- [DIRECTIONS]: Print all the entries verbatim.

....

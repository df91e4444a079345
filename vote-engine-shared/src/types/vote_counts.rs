use serde::{Deserialize, Serialize};

/// Represents the aggregated vote counters for a content item, or the sum of
/// counters across everything a user authored.
///
/// Denormalized from the stored vote records for fast reads; never negative.
#[derive(Debug, Clone, Copy, Default, Serialize, Deserialize, PartialEq, Eq)]
pub struct VoteCounts {
    pub upvotes: i64,
    pub downvotes: i64,
}

impl VoteCounts {
    pub fn total(&self) -> i64 {
        self.upvotes + self.downvotes
    }
}
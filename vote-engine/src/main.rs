use dotenv::dotenv;
use tracing::{debug, info};
use tracing_subscriber::EnvFilter;
use vote_engine::{Dependencies, VoteServiceError};

/// Maintenance entry point: recomputes every author's reputation from the
/// current aggregate counters.
///
/// Reputation is a full derivation, so running the sweep brings every stored
/// value back in line after manual data fixes or an interrupted write.
#[tokio::main]
async fn main() -> Result<(), VoteServiceError> {
    dotenv().ok();
    tracing_subscriber::fmt()
        .with_env_filter(EnvFilter::from_default_env())
        .init();

    let dependencies = Dependencies::new().await?;

    let authors = dependencies.repository.list_authors().await?;
    info!(authors = authors.len(), "starting reputation resync");

    for user_id in authors {
        let value = dependencies.reputation.recompute(user_id).await?;
        debug!(user_id, value, "reputation recomputed");
    }

    info!("reputation resync complete");
    Ok(())
}
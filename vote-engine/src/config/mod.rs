//! Configuration module for the vote engine service.
//! Defines and manages application-wide settings and dependencies.
mod dependencies;

pub use dependencies::Dependencies;
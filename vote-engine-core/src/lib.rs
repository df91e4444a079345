//! # Vote Engine Core
//! This crate implements the vote transition engine: the per-user, per-item
//! vote state machine, the atomic propagation of transitions into the
//! denormalized aggregate counters, and the recomputation of author
//! reputation from those counters.
pub mod engine;
pub mod errors;
pub mod reputation;

pub use engine::VoteEngine;
pub use errors::{ReputationError, VoteError};
pub use reputation::ReputationUpdater;
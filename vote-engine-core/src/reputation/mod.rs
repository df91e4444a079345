//! Reputation recomputation.
//!
//! Reputation is always derived in full from the author's current aggregate
//! counters, never adjusted incrementally. A transient inconsistency left by
//! an earlier failed write therefore disappears the next time any vote
//! touches the author's content.
use std::sync::Arc;

use tracing::warn;
use vote_engine_repository::VoteRepository;
use vote_engine_shared::types::{UserId, VoteCounts};

use crate::errors::ReputationError;

/// Reputation of a user with zero votes across all authored content.
pub const DEFAULT_REPUTATION: i16 = 50;

const MIN_REPUTATION: i16 = 1;
const MAX_REPUTATION: i16 = 100;

/// Derives a reputation score from summed vote counters.
///
/// `round(100 * upvotes / total)`, clamped to `[1, 100]`; 50 when no votes
/// exist.
pub fn score(counts: &VoteCounts) -> i16 {
    let total = counts.total();
    if total == 0 {
        return DEFAULT_REPUTATION;
    }
    let ratio = 100.0 * counts.upvotes as f64 / total as f64;
    (ratio.round() as i64).clamp(MIN_REPUTATION as i64, MAX_REPUTATION as i64) as i16
}

/// Recomputes and persists user reputation from stored aggregate counters.
pub struct ReputationUpdater {
    repository: Arc<dyn VoteRepository>,
}

impl ReputationUpdater {
    pub fn new(repository: Arc<dyn VoteRepository>) -> Self {
        Self { repository }
    }

    /// Recomputes the user's reputation and writes it back.
    ///
    /// The write is verified by reading the stored value back; a mismatch
    /// means a concurrent recomputation raced this one and is logged as a
    /// warning only, since the next vote event recomputes again.
    pub async fn recompute(&self, user_id: UserId) -> Result<i16, ReputationError> {
        let counts = self.repository.sum_authored_counts(user_id).await?;
        let value = score(&counts);

        self.repository.write_reputation(user_id, value).await?;

        let stored = self.repository.read_reputation(user_id).await?;
        if stored != Some(value) {
            warn!(
                user_id,
                expected = value,
                stored = ?stored,
                "reputation read-back mismatch"
            );
        }
        Ok(value)
    }
}

#[cfg(test)]
mod tests {
    use super::*;

    fn counts(upvotes: i64, downvotes: i64) -> VoteCounts {
        VoteCounts { upvotes, downvotes }
    }

    #[test]
    fn test_score_defaults_to_fifty_with_no_votes() {
        assert_eq!(score(&counts(0, 0)), 50);
    }

    #[test]
    fn test_score_four_of_five_is_eighty() {
        assert_eq!(score(&counts(4, 1)), 80);
    }

    #[test]
    fn test_score_rounds_to_nearest() {
        // 2 of 3 is 66.67, rounds up.
        assert_eq!(score(&counts(2, 1)), 67);
        // 1 of 3 is 33.33, rounds down.
        assert_eq!(score(&counts(1, 2)), 33);
    }

    #[test]
    fn test_score_clamps_at_lower_bound() {
        assert_eq!(score(&counts(0, 1)), 1);
        assert_eq!(score(&counts(0, 250)), 1);
    }

    #[test]
    fn test_score_reaches_upper_bound() {
        assert_eq!(score(&counts(1, 0)), 100);
        assert_eq!(score(&counts(250, 0)), 100);
    }

    #[test]
    fn test_score_even_split_is_fifty() {
        assert_eq!(score(&counts(5, 5)), 50);
    }
}
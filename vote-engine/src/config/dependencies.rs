use std::sync::Arc;

use vote_engine_core::{ReputationUpdater, VoteEngine};
use vote_engine_repository::{PostgresVoteRepository, VoteRepository};

use crate::errors::VoteServiceError;

/// `Dependencies` holds the wired components of the vote engine service.
///
/// It includes the transition engine consumed by the voting endpoints, the
/// reputation updater used by the resync sweep, and the repository both are
/// built on.
pub struct Dependencies {
    pub engine: VoteEngine,
    pub reputation: ReputationUpdater,
    pub repository: Arc<dyn VoteRepository>,
}

impl Dependencies {
    /// Creates a new `Dependencies` instance.
    ///
    /// Connects the PostgreSQL pool from `DATABASE_URL`, applies pending
    /// schema migrations, and injects the repository into the engine.
    ///
    /// # Returns
    ///
    /// A `Result` which is `Ok(Self)` on successful initialization or a
    /// `VoteServiceError` if the pool or migrations fail.
    pub async fn new() -> Result<Self, VoteServiceError> {
        let database_url = std::env::var("DATABASE_URL").expect("DATABASE_URL must be set");

        let pool = sqlx::PgPool::connect(&database_url).await?;
        PostgresVoteRepository::migrate(&pool).await?;

        let repository: Arc<dyn VoteRepository> =
            Arc::new(PostgresVoteRepository::new(pool).await?);
        let engine = VoteEngine::new(Arc::clone(&repository));
        let reputation = ReputationUpdater::new(Arc::clone(&repository));

        Ok(Self {
            engine,
            reputation,
            repository,
        })
    }
}
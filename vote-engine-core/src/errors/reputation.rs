//! Error types for reputation recomputation.
use thiserror::Error;
use vote_engine_repository::VoteRepositoryError;

/// Represents errors that can occur while recomputing a user's reputation.
#[derive(Debug, Error)]
pub enum ReputationError {
    #[error("Vote repository error: {0}")]
    Store(#[from] VoteRepositoryError),
}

....

- [RESULT BELOW]:
repository df91e4444a079345
filename vote-engine-shared/src/types/vote_counts.rs
use serde::{Deserialize, Serialize};

/// Represents the aggregated vote counters for a content item, or the sum of
/// counters across everything a user authored.
///
/// Denormalized from the stored vote records for fast reads; never negative.
#[derive(Debug, Clone, Copy, Default, Serialize, Deserialize, PartialEq, Eq)]
pub struct VoteCounts {
    pub upvotes: i64,
    pub downvotes: i64,
}

impl VoteCounts {
    pub fn total(&self) -> i64 {
        self.upvotes + self.downvotes
    }
}
filename vote-engine/src/main.rs
use dotenv::dotenv;
use tracing::{debug, info};
use tracing_subscriber::EnvFilter;
use vote_engine::{Dependencies, VoteServiceError};

/// Maintenance entry point: recomputes every author's reputation from the
/// current aggregate counters.
///
/// Reputation is a full derivation, so running the sweep brings every stored
/// value back in line after manual data fixes or an interrupted write.
#[tokio::main]
async fn main() -> Result<(), VoteServiceError> {
    dotenv().ok();
    tracing_subscriber::fmt()
        .with_env_filter(EnvFilter::from_default_env())
        .init();

    let dependencies = Dependencies::new().await?;

    let authors = dependencies.repository.list_authors().await?;
    info!(authors = authors.len(), "starting reputation resync");

    for user_id in authors {
        let value = dependencies.reputation.recompute(user_id).await?;
        debug!(user_id, value, "reputation recomputed");
    }

    info!("reputation resync complete");
    Ok(())
}
filename vote-engine/src/config/mod.rs
//! Configuration module for the vote engine service.
//! Defines and manages application-wide settings and dependencies.
mod dependencies;

pub use dependencies::Dependencies;
filename vote-engine-core/src/lib.rs
repository df91e4444a079345
//! # Vote Engine Core
//! This crate implements the vote transition engine: the per-user, per-item
//! vote state machine, the atomic propagation of transitions into the
//! denormalized aggregate counters, and the recomputation of author
//! reputation from those counters.
pub mod engine;
pub mod errors;
pub mod reputation;

pub use engine::VoteEngine;
pub use errors::{ReputationError, VoteError};
pub use reputation::ReputationUpdater;
filename vote-engine-core/src/reputation/mod.rs
repository df91e4444a079345
//! Reputation recomputation.
//!
//! Reputation is always derived in full from the author's current aggregate
//! counters, never adjusted incrementally. A transient inconsistency left by
//! an earlier failed write therefore disappears the next time any vote
//! touches the author's content.
use std::sync::Arc;

use tracing::warn;
use vote_engine_repository::VoteRepository;
use vote_engine_shared::types::{UserId, VoteCounts};

use crate::errors::ReputationError;

/// Reputation of a user with zero votes across all authored content.
pub const DEFAULT_REPUTATION: i16 = 50;

const MIN_REPUTATION: i16 = 1;
const MAX_REPUTATION: i16 = 100;

/// Derives a reputation score from summed vote counters.
///
/// `round(100 * upvotes / total)`, clamped to `[1, 100]`; 50 when no votes
/// exist.
pub fn score(counts: &VoteCounts) -> i16 {
    let total = counts.total();
    if total == 0 {
        return DEFAULT_REPUTATION;
    }
    let ratio = 100.0 * counts.upvotes as f64 / total as f64;
    (ratio.round() as i64).clamp(MIN_REPUTATION as i64, MAX_REPUTATION as i64) as i16
}

/// Recomputes and persists user reputation from stored aggregate counters.
pub struct ReputationUpdater {
    repository: Arc<dyn VoteRepository>,
}

impl ReputationUpdater {
    pub fn new(repository: Arc<dyn VoteRepository>) -> Self {
        Self { repository }
    }

    /// Recomputes the user's reputation and writes it back.
    ///
    /// The write is verified by reading the stored value back; a mismatch
    /// means a concurrent recomputation raced this one and is logged as a
    /// warning only, since the next vote event recomputes again.
    pub async fn recompute(&self, user_id: UserId) -> Result<i16, ReputationError> {
        let counts = self.repository.sum_authored_counts(user_id).await?;
        let value = score(&counts);

        self.repository.write_reputation(user_id, value).await?;

        let stored = self.repository.read_reputation(user_id).await?;
        if stored != Some(value) {
            warn!(
                user_id,
                expected = value,
                stored = ?stored,
                "reputation read-back mismatch"
            );
        }
        Ok(value)
    }
}

#[cfg(test)]
mod tests {
    use super::*;

    fn counts(upvotes: i64, downvotes: i64) -> VoteCounts {
        VoteCounts { upvotes, downvotes }
    }

    #[test]
    fn test_score_defaults_to_fifty_with_no_votes() {
        assert_eq!(score(&counts(0, 0)), 50);
    }

    #[test]
    fn test_score_four_of_five_is_eighty() {
        assert_eq!(score(&counts(4, 1)), 80);
    }

    #[test]
    fn test_score_rounds_to_nearest() {
        // 2 of 3 is 66.67, rounds up.
        assert_eq!(score(&counts(2, 1)), 67);
        // 1 of 3 is 33.33, rounds down.
        assert_eq!(score(&counts(1, 2)), 33);
    }

    #[test]
    fn test_score_clamps_at_lower_bound() {
        assert_eq!(score(&counts(0, 1)), 1);
        assert_eq!(score(&counts(0, 250)), 1);
    }

    #[test]
    fn test_score_reaches_upper_bound() {
        assert_eq!(score(&counts(1, 0)), 100);
        assert_eq!(score(&counts(250, 0)), 100);
    }

    #[test]
    fn test_score_even_split_is_fifty() {
        assert_eq!(score(&counts(5, 5)), 50);
    }
}
filename vote-engine/src/config/dependencies.rs
use std::sync::Arc;

use vote_engine_core::{ReputationUpdater, VoteEngine};
use vote_engine_repository::{PostgresVoteRepository, VoteRepository};

use crate::errors::VoteServiceError;

/// `Dependencies` holds the wired components of the vote engine service.
///
/// It includes the transition engine consumed by the voting endpoints, the
/// reputation updater used by the resync sweep, and the repository both are
/// built on.
pub struct Dependencies {
    pub engine: VoteEngine,
    pub reputation: ReputationUpdater,
    pub repository: Arc<dyn VoteRepository>,
}

impl Dependencies {
    /// Creates a new `Dependencies` instance.
    ///
    /// Connects the PostgreSQL pool from `DATABASE_URL`, applies pending
    /// schema migrations, and injects the repository into the engine.
    ///
    /// # Returns
    ///
    /// A `Result` which is `Ok(Self)` on successful initialization or a
    /// `VoteServiceError` if the pool or migrations fail.
    pub async fn new() -> Result<Self, VoteServiceError> {
        let database_url = std::env::var("DATABASE_URL").expect("DATABASE_URL must be set");

        let pool = sqlx::PgPool::connect(&database_url).await?;
        PostgresVoteRepository::migrate(&pool).await?;

        let repository: Arc<dyn VoteRepository> =
            Arc::new(PostgresVoteRepository::new(pool).await?);
        let engine = VoteEngine::new(Arc::clone(&repository));
        let reputation = ReputationUpdater::new(Arc::clone(&repository));

        Ok(Self {
            engine,
            reputation,
            repository,
        })
    }
}
filename vote-engine-core/src/errors/reputation.rs
//! Error types for reputation recomputation.
use thiserror::Error;
use vote_engine_repository::VoteRepositoryError;

/// Represents errors that can occur while recomputing a user's reputation.
#[derive(Debug, Error)]
pub enum ReputationError {
    #[error("Vote repository error: {0}")]
    Store(#[from] VoteRepositoryError),
}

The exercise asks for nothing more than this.